Only one other published study used this index. Sachdev et al used the Access Severity portion of the index to plan medical airship landing sites for radiology services in Canada. 25
Human Well-Being Index 16
In 2015, the US EPA developed the Human Well-Being Index (HWBI) as a composite measure of economic, social, and environmental health. 26 The HWBI is composed of 80 indicators categorized into eight domains: connection to nature, cultural fulfillment, education, health, leisure time, living standards, safety and security, and social cohesion. The HWBI was adapted for analyses at the municipality level in Puerto Rico in 2017, 27 and finally downscaled to the census tract level to better understand how well-being on a neighborhood scale is impacted by environmental management activities. 16 Of the 80 indicators included in the original HWBI, 75 were utilized in the index adapted for Puerto Rico, with the remainder dropped due to lack of data. Only 9 of the 75 metrics had data available at the census-tract level, representing education, health, and living standard domains. The other 66 indicators were assigned municipal-level values, then interpolated to census-tract level. Data for each indicator were then standardized from a scale of 0.1–0.9, reversing relationships where necessary to maintain a positive increasing metric with increasing well-being (e.g., lower mortality, increased well-being). The standardized data were then averaged to calculate indicator scores, domain scores, and HWBI scores, weighting each indicator equally. A follow-up study using the Puerto Rican-specific HWBI of how the health of residents of the San Juan estuary-area of Puerto Rico was affected by ecosystem services was published by Yee et al. 28
Neighborhood Determinants of Health Index 12
The Neighborhood Determinants of Health Index (DOHI) was developed to examine health equity among Detroit neighborhood communities. The previously developed Detroit Urban Health Equity Assessment Tool (Detroit Urban HEART) was used to guide the selection of indicators to include in the index. 29,30 Eight indicators of health were included across four domains—economic growth (home ownership, occupied housing, income/employment), social and human development (high school education, children in poverty), governance (percentage with health insurance), and physical environment and infrastructure (airborne particulate matter with a diameter of <2.5 µm [PM2.5], commute time) by census tract. Quintiles were calculated for each variable then assigned scores ranging from 1 to 5. Quintiles with higher values received higher scores, with the exception of PM2.5, for which quintiles with lower values received higher scores to reflect less pollution. The scores for each individual variable were added to create the index score for each census tract. Higher index scores represented more favorable conditions ranging from 8 (low for all indicators) to 40 (high for all indicators). No other published studies were identified that utilized this index.
Neighborhood Environmental Vulnerability Index 15
An adaptable Neighborhood Environmental Vulnerability Index (NEVI) made up of multiple domains was created to characterize the patterns and magnitude of vulnerability in the diverse urban community of New York City. Development of the index was based on the approach of the ToxPi, 20 described above, which combines multiple geospatial features into vulnerability indices across various spatial scales. The NEVI was constructed using data from 2015 to 2019 ACS as well as the CDC PLACES Project. Literature searches were conducted to identify drivers of vulnerability to environmental pollution and group them into four domains, comprised of 24 subdomains and 54 area-level indicators. The domains included demographics, economic indicators, residential characteristics and density, and health behaviors, conditions, prevention practices, and insurance status. Data for each indicator were standardized by calculating z-scores. The four domains were weighted equally, and each subdomain was equally weighted within the primary domain. ToxPi graphical user interface was used to calculate the overall NEVI and domain-specific scores for each census tract. Final NEVI scores ranged from 0 to 1, with higher scores indicating greater vulnerability. The NEVI was subsequently used to assess the association between environmental vulnerability and pediatric asthma emergency visits by neighborhood in three US metropolitan areas. 31
Discussion
This ScR identified eight studies published in the last 10 years that described indices, scales, and other comprehensive health-related metrics (comprised of multiple indicators) used to assess and/or rank health at the community level in the United States. The number of inputs into these indices varied widely, with the majority of indices including indicators for health behaviors, health outcomes, economics, and education. Each of these indices measured community health at the county, zip code, census tract, or census block level with GIS integration capabilities.
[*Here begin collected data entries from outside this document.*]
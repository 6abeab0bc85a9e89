use std::path::PathBuf;
use std::sync::Arc;

use anyhow::{Context, Result};
use axum::{Router, routing::get};
use tokio::sync::broadcast;
use tower_http::cors::CorsLayer;

use super::api::{self, AppState, SharedState};
use super::db::{BoardDb, DatabaseLocation};
use super::ws;

/// Configuration for the board server.
#[derive(Debug, Clone)]
pub struct ServerConfig {
    pub host: String,
    pub port: u16,
    pub database: DatabaseLocation,
    pub key_prefix: String,
    pub dev_mode: bool,
}

impl Default for ServerConfig {
    fn default() -> Self {
        Self {
            host: "127.0.0.1".to_string(),
            port: 2718,
            database: DatabaseLocation::Local(PathBuf::from(".skiff/board.db")),
            key_prefix: "APP".to_string(),
            dev_mode: false,
        }
    }
}

/// Build the full application router: REST API plus the WebSocket event
/// stream.
pub fn build_router(state: SharedState) -> Router {
    api::api_router()
        .route("/ws", get(ws::ws_handler))
        .with_state(state)
}

/// Start the board server and block until shutdown.
pub async fn start_server(config: ServerConfig) -> Result<()> {
    // Ensure parent directory exists for a local database file.
    if let DatabaseLocation::Local(path) = &config.database {
        if let Some(parent) = path.parent() {
            std::fs::create_dir_all(parent).context("Failed to create database directory")?;
        }
    }

    let db = BoardDb::connect(&config.database)
        .await
        .context("Failed to initialize board database")?;
    let (ws_tx, _rx) = broadcast::channel::<String>(256);
    let state = Arc::new(AppState::new(db, ws_tx, config.key_prefix.clone()));

    let mut app = build_router(state);
    if config.dev_mode {
        app = app.layer(CorsLayer::permissive());
    }

    // Dev mode binds all interfaces so a containerized UI dev server can
    // reach the API.
    let host = if config.dev_mode {
        "0.0.0.0"
    } else {
        config.host.as_str()
    };
    let addr = format!("{}:{}", host, config.port);
    let listener = tokio::net::TcpListener::bind(&addr)
        .await
        .with_context(|| format!("Failed to bind to {}", addr))?;

    let local_addr = listener.local_addr()?;
    tracing::info!("Skiff board serving at http://{}", local_addr);

    axum::serve(listener, app)
        .with_graceful_shutdown(shutdown_signal())
        .await
        .context("Server error")?;

    tracing::info!("Server shut down gracefully");
    Ok(())
}

async fn shutdown_signal() {
    tokio::signal::ctrl_c()
        .await
        .expect("Failed to install Ctrl+C handler");
    tracing::info!("Shutting down...");
}

#[cfg(test)]
mod tests {
    use super::*;
    use axum::body::Body;
    use axum::http::{Request, StatusCode};
    use http_body_util::BodyExt;
    use tower::ServiceExt;

    async fn test_router() -> Router {
        let db = BoardDb::open_in_memory().await.unwrap();
        let (ws_tx, _) = broadcast::channel(16);
        let state = Arc::new(AppState::new(db, ws_tx, "APP".to_string()));
        build_router(state)
    }

    #[tokio::test]
    async fn test_health_via_full_router() {
        let app = test_router().await;
        let req = Request::builder()
            .uri("/health")
            .body(Body::empty())
            .unwrap();
        let resp = app.oneshot(req).await.unwrap();
        assert_eq!(resp.status(), StatusCode::OK);
    }

    #[tokio::test]
    async fn test_api_routes_mounted() {
        let app = test_router().await;
        let req = Request::builder()
            .uri("/api/issues")
            .body(Body::empty())
            .unwrap();
        let resp = app.oneshot(req).await.unwrap();
        assert_eq!(resp.status(), StatusCode::OK);
    }

    #[tokio::test]
    async fn test_create_issue_via_full_router() {
        let app = test_router().await;
        let req = Request::builder()
            .method("POST")
            .uri("/api/issues")
            .header("content-type", "application/json")
            .body(Body::from(
                serde_json::json!({
                    "summary": "Router test",
                    "description": "Create through the assembled router",
                    "acceptance_criteria": "Issue is stored",
                    "issue_type": "Task",
                    "priority": "P2",
                })
                .to_string(),
            ))
            .unwrap();
        let resp = app.oneshot(req).await.unwrap();
        assert_eq!(resp.status(), StatusCode::CREATED);

        let bytes = resp.into_body().collect().await.unwrap().to_bytes();
        let issue: serde_json::Value = serde_json::from_slice(&bytes).unwrap();
        assert_eq!(issue["issue_key"], "APP-0001");
    }

    #[tokio::test]
    async fn test_unknown_route_is_404() {
        let app = test_router().await;
        let req = Request::builder()
            .uri("/api/unknown")
            .body(Body::empty())
            .unwrap();
        let resp = app.oneshot(req).await.unwrap();
        assert_eq!(resp.status(), StatusCode::NOT_FOUND);
    }

    #[test]
    fn test_server_config_default() {
        let config = ServerConfig::default();
        assert_eq!(config.host, "127.0.0.1");
        assert_eq!(config.port, 2718);
        assert_eq!(
            config.database,
            DatabaseLocation::Local(PathBuf::from(".skiff/board.db"))
        );
        assert_eq!(config.key_prefix, "APP");
        assert!(!config.dev_mode);
    }
}
use anyhow::{Context, Result};
use clap::{Parser, Subcommand};
use std::path::PathBuf;

mod cmd;

#[derive(Parser)]
#[command(name = "skiff")]
#[command(version, about = "Single-board issue tracker with a kanban HTTP API")]
pub struct Cli {
    /// Enable debug logging
    #[arg(short, long, global = true)]
    pub verbose: bool,

    /// Directory containing skiff.toml (defaults to the current directory)
    #[arg(long, global = true)]
    pub project_dir: Option<PathBuf>,

    #[command(subcommand)]
    pub command: Commands,
}

#[derive(Subcommand)]
pub enum Commands {
    /// Run the board API server
    Serve {
        /// Port to serve on
        #[arg(short, long)]
        port: Option<u16>,

        /// Database file path (overrides skiff.toml)
        #[arg(long)]
        db: Option<PathBuf>,

        /// Open the board in a browser after the server starts
        #[arg(long)]
        open: bool,

        /// Enable dev mode (permissive CORS for a local UI dev server)
        #[arg(long)]
        dev: bool,
    },
    /// Initialize the board database without serving
    Init {
        /// Database file path (overrides skiff.toml)
        #[arg(long)]
        db: Option<PathBuf>,
    },
    /// View or create configuration
    Config {
        #[command(subcommand)]
        command: Option<ConfigCommands>,
    },
}

#[derive(Subcommand, Clone)]
pub enum ConfigCommands {
    /// Show current configuration
    Show,
    /// Initialize a default skiff.toml file
    Init,
}

#[tokio::main]
async fn main() -> Result<()> {
    let cli = Cli::parse();
    dotenvy::dotenv().ok();
    init_tracing(cli.verbose);

    let project_dir = match cli.project_dir.clone() {
        Some(dir) => dir,
        None => std::env::current_dir().context("Failed to get current directory")?,
    };

    match &cli.command {
        Commands::Serve {
            port,
            db,
            open,
            dev,
        } => {
            cmd::cmd_serve(&project_dir, *port, db.clone(), *open, *dev).await?;
        }
        Commands::Init { db } => {
            cmd::cmd_init(&project_dir, db.clone()).await?;
        }
        Commands::Config { command } => {
            cmd::cmd_config(&project_dir, command.clone())?;
        }
    }

    Ok(())
}

fn init_tracing(verbose: bool) {
    use tracing_subscriber::EnvFilter;

    let default_filter = if verbose { "skiff=debug" } else { "skiff=info" };
    let filter =
        EnvFilter::try_from_default_env().unwrap_or_else(|_| EnvFilter::new(default_filter));
    tracing_subscriber::fmt().with_env_filter(filter).init();
}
The community health indices we included in our review had several features that are important in measuring community health status in various geographic areas. First, the information used in each index was gathered from publicly available data (e.g., US census data, BRFSS), which allows the indices to be applied in most community settings. The use of publicly available data also results in transparency and the ability for others to reproduce the indices calculated. However, granularity of analyses depends on the level of data available for use. Another strength was the customization aspect of these indices. Many of the indices used a weighted-variable approach to allow users to emphasize which variables are most important to their interests. With the option to customize, additional data can be incorporated as it becomes available. Third, the GIS aspect of these indices allows for broad application in different geographical contexts across the United States and enhances interpretation of the results with maps and visuals.
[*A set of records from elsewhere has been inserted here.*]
use std::path::{Path, PathBuf};

use anyhow::{Context, Result};
use chrono::NaiveDate;
use libsql::{params, Builder, Connection};

use super::models::{Issue, IssueDraft, IssueStatus, IssueType, Priority};

/// Where the issues table lives: a local database file, or a hosted
/// database reached through the libsql remote protocol.
#[derive(Debug, Clone, PartialEq, Eq)]
pub enum DatabaseLocation {
    Local(PathBuf),
    Remote { url: String, auth_token: String },
}

/// Column list shared by every issue SELECT, in `IssueRow` field order.
const ISSUE_COLUMNS: &str = "id, issue_key, summary, description, acceptance_criteria, \
     issue_type, priority, story_points, start_date, due_date, sprint, status, \
     created_at, updated_at";

/// Thin handle to the `issues` table.
///
/// All persistence is delegated to libsql: a local database file for
/// development and tests, or a remote hosted database via URL + auth token.
/// Every write re-reads the stored row so callers always reconcile against
/// what the server actually holds.
#[derive(Clone)]
pub struct BoardDb {
    conn: Connection,
}

impl BoardDb {
    /// Open (or create) a local database file and run migrations.
    pub async fn open(path: &Path) -> Result<Self> {
        let db = Builder::new_local(path)
            .build()
            .await
            .context("Failed to open local database")?;
        let conn = db.connect().context("Failed to connect to database")?;
        let db = Self { conn };
        db.init().await?;
        Ok(db)
    }

    /// Connect to a remote hosted database.
    pub async fn open_remote(url: String, auth_token: String) -> Result<Self> {
        let db = Builder::new_remote(url, auth_token)
            .build()
            .await
            .context("Failed to open remote database")?;
        let conn = db.connect().context("Failed to connect to database")?;
        let db = Self { conn };
        db.init().await?;
        Ok(db)
    }

    /// In-memory database (for testing).
    pub async fn open_in_memory() -> Result<Self> {
        Self::open(Path::new(":memory:")).await
    }

    /// Open whichever backend the configuration points at.
    pub async fn connect(location: &DatabaseLocation) -> Result<Self> {
        match location {
            DatabaseLocation::Local(path) => Self::open(path).await,
            DatabaseLocation::Remote { url, auth_token } => {
                Self::open_remote(url.clone(), auth_token.clone()).await
            }
        }
    }

    async fn init(&self) -> Result<()> {
        self.run_migrations()
            .await
            .context("Failed to run migrations")?;
        Ok(())
    }

    async fn run_migrations(&self) -> Result<()> {
        self.conn
            .execute_batch(
                "
                CREATE TABLE IF NOT EXISTS issues (
                    id INTEGER PRIMARY KEY AUTOINCREMENT,
                    issue_key TEXT NOT NULL,
                    summary TEXT NOT NULL,
                    description TEXT NOT NULL,
                    acceptance_criteria TEXT NOT NULL,
                    issue_type TEXT NOT NULL DEFAULT 'Story',
                    priority TEXT NOT NULL DEFAULT 'P2',
                    story_points REAL,
                    start_date TEXT,
                    due_date TEXT,
                    sprint TEXT,
                    status TEXT NOT NULL DEFAULT 'backlog',
                    created_at TEXT NOT NULL DEFAULT (datetime('now')),
                    updated_at TEXT NOT NULL DEFAULT (datetime('now'))
                );

                CREATE UNIQUE INDEX IF NOT EXISTS idx_issues_key ON issues(issue_key);
                CREATE INDEX IF NOT EXISTS idx_issues_status ON issues(status);
                CREATE INDEX IF NOT EXISTS idx_issues_created ON issues(created_at DESC, id DESC);
                ",
            )
            .await
            .context("Failed to create issues table")?;
        Ok(())
    }

    // ── Issue CRUD ────────────────────────────────────────────────────

    /// All issues, newest first.
    pub async fn list_issues(&self) -> Result<Vec<Issue>> {
        let sql = format!(
            "SELECT {} FROM issues ORDER BY created_at DESC, id DESC",
            ISSUE_COLUMNS
        );
        let mut rows = self
            .conn
            .query(&sql, ())
            .await
            .context("Failed to query issues")?;
        let mut issues = Vec::new();
        while let Some(row) = rows.next().await.context("Failed to read issue row")? {
            issues.push(read_issue(&row)?);
        }
        Ok(issues)
    }

    pub async fn get_issue(&self, id: i64) -> Result<Option<Issue>> {
        let sql = format!("SELECT {} FROM issues WHERE id = ?1", ISSUE_COLUMNS);
        let mut rows = self
            .conn
            .query(&sql, params![id])
            .await
            .context("Failed to query issue")?;
        match rows.next().await.context("Failed to read issue row")? {
            Some(row) => Ok(Some(read_issue(&row)?)),
            None => Ok(None),
        }
    }

    /// The key of the most recently created issue, if any. Reads the single
    /// latest row by creation order (id breaks same-second ties), not a
    /// global maximum over all keys.
    pub async fn last_issue_key(&self) -> Result<Option<String>> {
        let mut rows = self
            .conn
            .query(
                "SELECT issue_key FROM issues ORDER BY created_at DESC, id DESC LIMIT 1",
                (),
            )
            .await
            .context("Failed to query last issue key")?;
        match rows.next().await.context("Failed to read issue key row")? {
            Some(row) => Ok(Some(row.get(0).context("Failed to read issue key")?)),
            None => Ok(None),
        }
    }

    /// Insert a new issue under the given key and status, returning the
    /// stored row. The caller derives the key; see `board::keys`.
    pub async fn insert_issue(
        &self,
        issue_key: &str,
        draft: &IssueDraft,
        status: IssueStatus,
    ) -> Result<Issue> {
        self.conn
            .execute(
                "INSERT INTO issues (issue_key, summary, description, acceptance_criteria, \
                 issue_type, priority, story_points, start_date, due_date, sprint, status) \
                 VALUES (?1, ?2, ?3, ?4, ?5, ?6, ?7, ?8, ?9, ?10, ?11)",
                params![
                    issue_key,
                    draft.summary.as_str(),
                    draft.description.as_str(),
                    draft.acceptance_criteria.as_str(),
                    draft.issue_type.as_str(),
                    draft.priority.as_str(),
                    opt_value(draft.story_points),
                    opt_value(draft.start_date.map(|d| d.to_string())),
                    opt_value(draft.due_date.map(|d| d.to_string())),
                    opt_value(draft.sprint.clone()),
                    status.as_str(),
                ],
            )
            .await
            .context("Failed to insert issue")?;
        let id = self.conn.last_insert_rowid();
        self.get_issue(id)
            .await?
            .context("Issue not found after insert")
    }

    /// Overwrite every editable field of an issue. `id`, `issue_key`, and
    /// `created_at` are untouched. Returns None when the issue is gone.
    pub async fn update_issue(&self, id: i64, draft: &IssueDraft) -> Result<Option<Issue>> {
        let affected = self
            .conn
            .execute(
                "UPDATE issues SET summary = ?1, description = ?2, acceptance_criteria = ?3, \
                 issue_type = ?4, priority = ?5, story_points = ?6, start_date = ?7, \
                 due_date = ?8, sprint = ?9, updated_at = datetime('now') WHERE id = ?10",
                params![
                    draft.summary.as_str(),
                    draft.description.as_str(),
                    draft.acceptance_criteria.as_str(),
                    draft.issue_type.as_str(),
                    draft.priority.as_str(),
                    opt_value(draft.story_points),
                    opt_value(draft.start_date.map(|d| d.to_string())),
                    opt_value(draft.due_date.map(|d| d.to_string())),
                    opt_value(draft.sprint.clone()),
                    id,
                ],
            )
            .await
            .context("Failed to update issue")?;
        if affected == 0 {
            return Ok(None);
        }
        self.get_issue(id).await
    }

    /// Set the status field directly. No transition validation; any status
    /// may be set from any other.
    pub async fn move_issue(&self, id: i64, status: IssueStatus) -> Result<Option<Issue>> {
        let affected = self
            .conn
            .execute(
                "UPDATE issues SET status = ?1, updated_at = datetime('now') WHERE id = ?2",
                params![status.as_str(), id],
            )
            .await
            .context("Failed to move issue")?;
        if affected == 0 {
            return Ok(None);
        }
        self.get_issue(id).await
    }

    pub async fn delete_issue(&self, id: i64) -> Result<bool> {
        let affected = self
            .conn
            .execute("DELETE FROM issues WHERE id = ?1", params![id])
            .await
            .context("Failed to delete issue")?;
        Ok(affected > 0)
    }
}

/// NULL for None; `row.get::<Option<T>>` on the way back out.
fn opt_value<T: Into<libsql::Value>>(value: Option<T>) -> libsql::Value {
    value.map_or(libsql::Value::Null, Into::into)
}

// ── Row mapping ───────────────────────────────────────────────────────

struct IssueRow {
    id: i64,
    issue_key: String,
    summary: String,
    description: String,
    acceptance_criteria: String,
    issue_type: String,
    priority: String,
    story_points: Option<f64>,
    start_date: Option<String>,
    due_date: Option<String>,
    sprint: Option<String>,
    status: String,
    created_at: String,
    updated_at: String,
}

impl IssueRow {
    fn into_issue(self) -> Result<Issue> {
        Ok(Issue {
            id: self.id,
            issue_key: self.issue_key,
            summary: self.summary,
            description: self.description,
            acceptance_criteria: self.acceptance_criteria,
            issue_type: self
                .issue_type
                .parse::<IssueType>()
                .map_err(|e| anyhow::anyhow!(e))
                .context("Invalid issue_type in database")?,
            priority: self
                .priority
                .parse::<Priority>()
                .map_err(|e| anyhow::anyhow!(e))
                .context("Invalid priority in database")?,
            story_points: self.story_points,
            start_date: parse_date(self.start_date.as_deref())?,
            due_date: parse_date(self.due_date.as_deref())?,
            sprint: self.sprint,
            status: self
                .status
                .parse::<IssueStatus>()
                .map_err(|e| anyhow::anyhow!(e))
                .context("Invalid status in database")?,
            created_at: self.created_at,
            updated_at: self.updated_at,
        })
    }
}

fn parse_date(value: Option<&str>) -> Result<Option<NaiveDate>> {
    match value {
        Some(s) => {
            let date = NaiveDate::parse_from_str(s, "%Y-%m-%d")
                .with_context(|| format!("Invalid date in database: {}", s))?;
            Ok(Some(date))
        }
        None => Ok(None),
    }
}

fn read_issue(row: &libsql::Row) -> Result<Issue> {
    let raw = IssueRow {
        id: row.get(0).context("Failed to read id")?,
        issue_key: row.get(1).context("Failed to read issue_key")?,
        summary: row.get(2).context("Failed to read summary")?,
        description: row.get(3).context("Failed to read description")?,
        acceptance_criteria: row.get(4).context("Failed to read acceptance_criteria")?,
        issue_type: row.get(5).context("Failed to read issue_type")?,
        priority: row.get(6).context("Failed to read priority")?,
        story_points: row.get(7).context("Failed to read story_points")?,
        start_date: row.get(8).context("Failed to read start_date")?,
        due_date: row.get(9).context("Failed to read due_date")?,
        sprint: row.get(10).context("Failed to read sprint")?,
        status: row.get(11).context("Failed to read status")?,
        created_at: row.get(12).context("Failed to read created_at")?,
        updated_at: row.get(13).context("Failed to read updated_at")?,
    };
    raw.into_issue()
}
One of the important challenges with comprehensive health indices is availability of data at the scale necessary for local policy decision-making. While the use of publicly available data is a strength of these indices, there are limitations with using existing data. Yee et al found data more widely available at the state and county level rather than finer geographical units, making assessment of trends in health and well-being at more granular levels more difficult. 16 These data limitations can be overcome by imputing missing data, but this requires significant investments in data collection and computational model development. 11,14 Missing data can limit the interpretation of results by introducing nonresponse and selection bias into results generated by these indexes. 13 For example, Uong et al used the NEVI to characterize the magnitude and variability of factors that impact the association between environmental pollutants and health effects. 15 However, data limitations such as small population size or missing data necessitated the exclusion of some census tracts. This limited the applicability in “nonresidential” areas, such as prisons, which may be more vulnerable to health and environmental issues. Identification of vulnerable populations at granular levels such as census tract or zip code will require more investment in collection of high-quality data at these levels.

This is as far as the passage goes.